Exercise aim
Search the listing below, and show each line that includes the word "sets".

Data to examine
####################

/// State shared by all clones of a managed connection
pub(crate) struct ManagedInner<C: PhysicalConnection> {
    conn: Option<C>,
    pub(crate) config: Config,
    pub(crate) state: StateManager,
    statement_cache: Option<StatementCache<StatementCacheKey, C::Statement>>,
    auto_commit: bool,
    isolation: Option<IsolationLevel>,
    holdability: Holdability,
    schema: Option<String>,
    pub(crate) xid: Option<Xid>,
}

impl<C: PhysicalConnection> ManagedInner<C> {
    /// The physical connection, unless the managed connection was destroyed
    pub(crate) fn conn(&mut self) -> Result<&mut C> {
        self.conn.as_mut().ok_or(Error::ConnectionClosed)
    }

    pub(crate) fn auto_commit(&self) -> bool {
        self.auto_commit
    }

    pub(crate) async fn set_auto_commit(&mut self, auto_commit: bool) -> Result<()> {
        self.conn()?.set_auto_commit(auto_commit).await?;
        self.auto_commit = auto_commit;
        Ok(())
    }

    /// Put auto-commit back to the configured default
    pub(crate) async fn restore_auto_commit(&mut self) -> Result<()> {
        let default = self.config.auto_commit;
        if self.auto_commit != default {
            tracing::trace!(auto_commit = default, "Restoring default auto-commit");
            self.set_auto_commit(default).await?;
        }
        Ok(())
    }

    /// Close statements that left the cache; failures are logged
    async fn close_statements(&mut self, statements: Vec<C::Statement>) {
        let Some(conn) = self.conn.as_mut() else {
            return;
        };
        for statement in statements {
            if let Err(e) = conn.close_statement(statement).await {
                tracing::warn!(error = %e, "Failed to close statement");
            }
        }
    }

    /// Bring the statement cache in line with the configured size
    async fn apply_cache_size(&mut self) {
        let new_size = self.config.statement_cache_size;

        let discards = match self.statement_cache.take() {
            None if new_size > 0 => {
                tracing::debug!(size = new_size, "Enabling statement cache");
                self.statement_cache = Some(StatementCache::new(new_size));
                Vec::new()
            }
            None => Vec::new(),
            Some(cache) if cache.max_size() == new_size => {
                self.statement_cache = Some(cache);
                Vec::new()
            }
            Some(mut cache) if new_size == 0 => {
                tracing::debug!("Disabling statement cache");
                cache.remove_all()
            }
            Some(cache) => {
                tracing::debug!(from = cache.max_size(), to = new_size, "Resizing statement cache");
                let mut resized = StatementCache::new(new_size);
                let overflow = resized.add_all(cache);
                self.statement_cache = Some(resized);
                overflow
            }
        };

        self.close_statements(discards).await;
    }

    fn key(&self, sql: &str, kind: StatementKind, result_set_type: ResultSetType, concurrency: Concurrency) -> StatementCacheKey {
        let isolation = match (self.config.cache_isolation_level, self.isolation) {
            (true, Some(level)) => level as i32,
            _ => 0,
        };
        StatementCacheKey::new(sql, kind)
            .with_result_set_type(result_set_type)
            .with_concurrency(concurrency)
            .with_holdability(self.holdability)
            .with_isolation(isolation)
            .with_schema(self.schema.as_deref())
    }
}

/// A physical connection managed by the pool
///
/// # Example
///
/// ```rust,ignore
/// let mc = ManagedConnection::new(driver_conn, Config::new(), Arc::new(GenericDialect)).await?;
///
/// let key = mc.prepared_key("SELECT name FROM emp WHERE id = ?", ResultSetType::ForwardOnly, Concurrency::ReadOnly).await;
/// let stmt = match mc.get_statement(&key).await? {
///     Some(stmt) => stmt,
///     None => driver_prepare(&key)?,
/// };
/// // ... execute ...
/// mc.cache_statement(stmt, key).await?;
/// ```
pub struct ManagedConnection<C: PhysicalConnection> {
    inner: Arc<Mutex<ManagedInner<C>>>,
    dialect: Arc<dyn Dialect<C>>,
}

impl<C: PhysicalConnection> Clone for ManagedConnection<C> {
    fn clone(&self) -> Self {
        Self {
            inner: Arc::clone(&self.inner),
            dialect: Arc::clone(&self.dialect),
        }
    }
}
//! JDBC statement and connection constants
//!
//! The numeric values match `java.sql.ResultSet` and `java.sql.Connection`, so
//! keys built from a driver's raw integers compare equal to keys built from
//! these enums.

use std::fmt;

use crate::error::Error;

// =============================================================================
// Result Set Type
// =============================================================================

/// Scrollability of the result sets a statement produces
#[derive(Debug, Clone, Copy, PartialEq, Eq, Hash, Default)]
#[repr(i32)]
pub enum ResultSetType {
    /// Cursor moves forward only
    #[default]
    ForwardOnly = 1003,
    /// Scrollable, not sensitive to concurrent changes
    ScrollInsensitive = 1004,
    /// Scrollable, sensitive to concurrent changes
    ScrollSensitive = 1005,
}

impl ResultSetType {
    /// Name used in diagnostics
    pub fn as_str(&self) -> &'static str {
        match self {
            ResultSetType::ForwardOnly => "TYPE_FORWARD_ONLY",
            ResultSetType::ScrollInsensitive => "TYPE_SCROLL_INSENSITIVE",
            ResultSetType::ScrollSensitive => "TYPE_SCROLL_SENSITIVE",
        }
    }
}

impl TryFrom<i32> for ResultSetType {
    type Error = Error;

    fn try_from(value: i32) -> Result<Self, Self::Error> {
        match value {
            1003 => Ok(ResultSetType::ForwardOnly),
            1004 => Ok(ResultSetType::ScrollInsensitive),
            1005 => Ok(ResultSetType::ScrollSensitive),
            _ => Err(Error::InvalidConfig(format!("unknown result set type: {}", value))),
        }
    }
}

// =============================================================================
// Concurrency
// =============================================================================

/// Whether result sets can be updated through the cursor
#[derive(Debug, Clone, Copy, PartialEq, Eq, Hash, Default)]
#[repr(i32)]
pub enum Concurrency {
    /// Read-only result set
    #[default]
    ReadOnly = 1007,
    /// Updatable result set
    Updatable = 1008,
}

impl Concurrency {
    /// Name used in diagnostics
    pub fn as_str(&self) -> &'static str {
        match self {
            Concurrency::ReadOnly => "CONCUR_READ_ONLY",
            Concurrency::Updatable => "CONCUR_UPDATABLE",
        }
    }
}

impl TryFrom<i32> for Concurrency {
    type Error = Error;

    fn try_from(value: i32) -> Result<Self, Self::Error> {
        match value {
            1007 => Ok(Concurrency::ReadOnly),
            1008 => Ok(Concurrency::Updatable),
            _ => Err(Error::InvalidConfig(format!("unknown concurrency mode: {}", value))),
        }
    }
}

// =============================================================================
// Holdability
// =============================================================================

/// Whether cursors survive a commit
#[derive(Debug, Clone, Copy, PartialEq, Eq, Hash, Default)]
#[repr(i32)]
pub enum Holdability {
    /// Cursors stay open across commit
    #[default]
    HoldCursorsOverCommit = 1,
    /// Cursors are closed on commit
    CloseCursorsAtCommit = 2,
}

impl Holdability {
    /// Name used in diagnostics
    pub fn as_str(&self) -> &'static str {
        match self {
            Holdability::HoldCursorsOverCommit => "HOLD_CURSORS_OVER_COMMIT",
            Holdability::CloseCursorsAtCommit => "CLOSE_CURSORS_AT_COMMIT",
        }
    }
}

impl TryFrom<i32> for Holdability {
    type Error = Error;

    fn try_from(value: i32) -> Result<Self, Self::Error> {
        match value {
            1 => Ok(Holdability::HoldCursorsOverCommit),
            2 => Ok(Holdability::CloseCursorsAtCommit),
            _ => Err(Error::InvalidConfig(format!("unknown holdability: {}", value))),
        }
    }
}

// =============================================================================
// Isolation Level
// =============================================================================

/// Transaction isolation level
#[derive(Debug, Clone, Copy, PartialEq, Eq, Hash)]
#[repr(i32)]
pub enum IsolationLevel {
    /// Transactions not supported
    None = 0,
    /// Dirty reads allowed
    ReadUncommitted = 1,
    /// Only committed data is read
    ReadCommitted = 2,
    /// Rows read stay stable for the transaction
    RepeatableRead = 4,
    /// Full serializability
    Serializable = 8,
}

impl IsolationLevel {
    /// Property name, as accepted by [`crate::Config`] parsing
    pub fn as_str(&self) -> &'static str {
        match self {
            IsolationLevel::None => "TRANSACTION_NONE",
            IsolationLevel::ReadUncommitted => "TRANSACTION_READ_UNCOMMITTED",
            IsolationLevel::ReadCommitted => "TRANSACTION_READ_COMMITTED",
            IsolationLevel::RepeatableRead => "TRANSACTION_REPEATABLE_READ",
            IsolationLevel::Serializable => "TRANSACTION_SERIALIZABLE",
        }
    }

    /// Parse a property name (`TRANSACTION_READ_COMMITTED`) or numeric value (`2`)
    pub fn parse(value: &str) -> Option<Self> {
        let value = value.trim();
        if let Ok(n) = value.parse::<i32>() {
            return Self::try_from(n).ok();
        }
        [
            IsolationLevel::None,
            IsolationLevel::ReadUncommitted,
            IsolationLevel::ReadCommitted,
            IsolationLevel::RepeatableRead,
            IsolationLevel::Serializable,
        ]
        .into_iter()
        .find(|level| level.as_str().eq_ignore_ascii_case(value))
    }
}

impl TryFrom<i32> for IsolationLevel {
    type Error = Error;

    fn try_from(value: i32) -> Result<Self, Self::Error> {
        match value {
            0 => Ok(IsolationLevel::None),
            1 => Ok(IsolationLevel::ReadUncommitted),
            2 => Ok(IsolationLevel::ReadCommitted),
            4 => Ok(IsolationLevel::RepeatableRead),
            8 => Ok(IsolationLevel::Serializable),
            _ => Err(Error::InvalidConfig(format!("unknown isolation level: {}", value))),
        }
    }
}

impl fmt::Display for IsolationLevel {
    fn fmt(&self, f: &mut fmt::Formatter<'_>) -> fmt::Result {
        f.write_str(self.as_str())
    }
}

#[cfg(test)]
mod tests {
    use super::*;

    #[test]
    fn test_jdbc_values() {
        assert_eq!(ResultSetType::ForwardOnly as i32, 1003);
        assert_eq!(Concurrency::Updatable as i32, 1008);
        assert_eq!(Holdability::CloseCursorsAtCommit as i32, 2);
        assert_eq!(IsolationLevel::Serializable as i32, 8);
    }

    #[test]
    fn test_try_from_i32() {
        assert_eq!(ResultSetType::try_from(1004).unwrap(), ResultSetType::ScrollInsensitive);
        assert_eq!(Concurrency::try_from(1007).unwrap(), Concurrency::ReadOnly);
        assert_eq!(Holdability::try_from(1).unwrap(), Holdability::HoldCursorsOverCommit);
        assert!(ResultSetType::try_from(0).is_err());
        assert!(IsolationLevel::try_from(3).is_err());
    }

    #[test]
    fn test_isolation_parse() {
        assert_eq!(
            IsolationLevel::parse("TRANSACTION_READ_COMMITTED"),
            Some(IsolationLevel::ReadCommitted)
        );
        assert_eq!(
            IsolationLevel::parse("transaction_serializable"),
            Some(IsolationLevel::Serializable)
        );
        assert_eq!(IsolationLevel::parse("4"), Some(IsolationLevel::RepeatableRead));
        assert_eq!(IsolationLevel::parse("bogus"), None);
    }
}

####################

Answer for the task
/// Scrollability of the result sets a statement produces
/// Whether result sets can be updated through the cursor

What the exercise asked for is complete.